_Exercise directions_:
The answer must consist solely of the lines from the one containing "for event in" to the end of the entries below, repeated exactly.

**** Data to process ****

//! Observable events
//!
//! Every log line emitted by the persistence layer uses one of these names.

use std::fmt;

use super::logger::Severity;

/// Observable events
#[derive(Debug, Clone, Copy, PartialEq, Eq)]
pub enum Event {
    // Lifecycle
    /// Configuration loaded
    ConfigLoaded,
    /// Primary database opened (and upgraded if needed)
    PrimaryOpened,
    /// Primary database could not be opened
    PrimaryOpenFailed,
    /// Schema version raised on disk
    SchemaUpgraded,
    /// Session switched to the fallback medium
    FallbackActivated,
    /// Fallback writes of an earlier session replayed onto the primary medium
    FallbackReconciled,

    // Data operations
    /// A write failed on one medium
    WriteFailed,
    /// A read failed on one medium
    ReadFailed,
    /// Checksum mismatch on read
    CorruptionDetected,
    /// A torn trailing record was cut off during open
    TornTailTruncated,
    /// Store logs rewritten without dead records
    CompactionComplete,

    // Migration
    /// Migration skipped because it already completed
    MigrationAlreadyComplete,
    /// Another invocation holds the migration claim
    MigrationClaimLost,
    /// A single legacy record could not be migrated
    MigrationItemFailed,
    /// A legacy source could not be read; its records are skipped
    MigrationSourceFailed,
    /// Migration state machine moved to a new phase
    MigrationPhaseChanged,

    // Transfer
    /// Bundle rejected before any mutation
    ImportRejected,
    /// A bundle store could not be imported
    ImportStoreFailed,
}

impl Event {
    /// Returns the string representation of the event
    pub fn as_str(&self) -> &'static str {
        match self {
            Event::ConfigLoaded => "CONFIG_LOADED",
            Event::PrimaryOpened => "PRIMARY_OPENED",
            Event::PrimaryOpenFailed => "PRIMARY_OPEN_FAILED",
            Event::SchemaUpgraded => "SCHEMA_UPGRADED",
            Event::FallbackActivated => "FALLBACK_ACTIVATED",
            Event::FallbackReconciled => "FALLBACK_RECONCILED",
            Event::WriteFailed => "WRITE_FAILED",
            Event::ReadFailed => "READ_FAILED",
            Event::CorruptionDetected => "CORRUPTION_DETECTED",
            Event::TornTailTruncated => "TORN_TAIL_TRUNCATED",
            Event::CompactionComplete => "COMPACTION_COMPLETE",
            Event::MigrationAlreadyComplete => "MIGRATION_ALREADY_COMPLETE",
            Event::MigrationClaimLost => "MIGRATION_CLAIM_LOST",
            Event::MigrationItemFailed => "MIGRATION_ITEM_FAILED",
            Event::MigrationSourceFailed => "MIGRATION_SOURCE_FAILED",
            Event::MigrationPhaseChanged => "MIGRATION_PHASE_CHANGED",
            Event::ImportRejected => "IMPORT_REJECTED",
            Event::ImportStoreFailed => "IMPORT_STORE_FAILED",
        }
    }

    /// Default severity for this event
    pub fn severity(&self) -> Severity {
        match self {
            Event::PrimaryOpenFailed
            | Event::FallbackActivated
            | Event::CorruptionDetected
            | Event::TornTailTruncated
            | Event::MigrationClaimLost
            | Event::MigrationItemFailed
            | Event::MigrationSourceFailed
            | Event::ImportRejected
            | Event::ImportStoreFailed => Severity::Warn,
            Event::WriteFailed | Event::ReadFailed => Severity::Error,
            _ => Severity::Info,
        }
    }
}

impl fmt::Display for Event {
    fn fmt(&self, f: &mut fmt::Formatter<'_>) -> fmt::Result {
        write!(f, "{}", self.as_str())
    }
}

#[cfg(test)]
mod tests {
    use super::*;

    #[test]
    fn test_event_names_are_screaming_snake_case() {
        let events = [
            Event::ConfigLoaded,
            Event::PrimaryOpened,
            Event::PrimaryOpenFailed,
            Event::SchemaUpgraded,
            Event::FallbackActivated,
            Event::FallbackReconciled,
            Event::WriteFailed,
            Event::ReadFailed,
            Event::CorruptionDetected,
            Event::TornTailTruncated,
            Event::CompactionComplete,
            Event::MigrationAlreadyComplete,
            Event::MigrationClaimLost,
            Event::MigrationItemFailed,
            Event::MigrationSourceFailed,
            Event::MigrationPhaseChanged,
            Event::ImportRejected,
            Event::ImportStoreFailed,
        ];

        for event in events {
            let s = event.as_str();
            assert!(!s.is_empty());
            assert!(s.chars().all(|c| c.is_ascii_uppercase() || c == '_'));
        }
    }

    #[test]
    fn test_degradations_are_warnings() {
        assert_eq!(Event::FallbackActivated.severity(), Severity::Warn);
        assert_eq!(Event::CorruptionDetected.severity(), Severity::Warn);
        assert_eq!(Event::WriteFailed.severity(), Severity::Error);
        assert_eq!(Event::PrimaryOpened.severity(), Severity::Info);
    }
}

****

_Solution for this problem_:
        for event in events {
            let s = event.as_str();
            assert!(!s.is_empty());
            assert!(s.chars().all(|c| c.is_ascii_uppercase() || c == '_'));
        }
    }

    #[test]
    fn test_degradations_are_warnings() {
        assert_eq!(Event::FallbackActivated.severity(), Severity::Warn);
        assert_eq!(Event::CorruptionDetected.severity(), Severity::Warn);
        assert_eq!(Event::WriteFailed.severity(), Severity::Error);
        assert_eq!(Event::PrimaryOpened.severity(), Severity::Info);
    }
}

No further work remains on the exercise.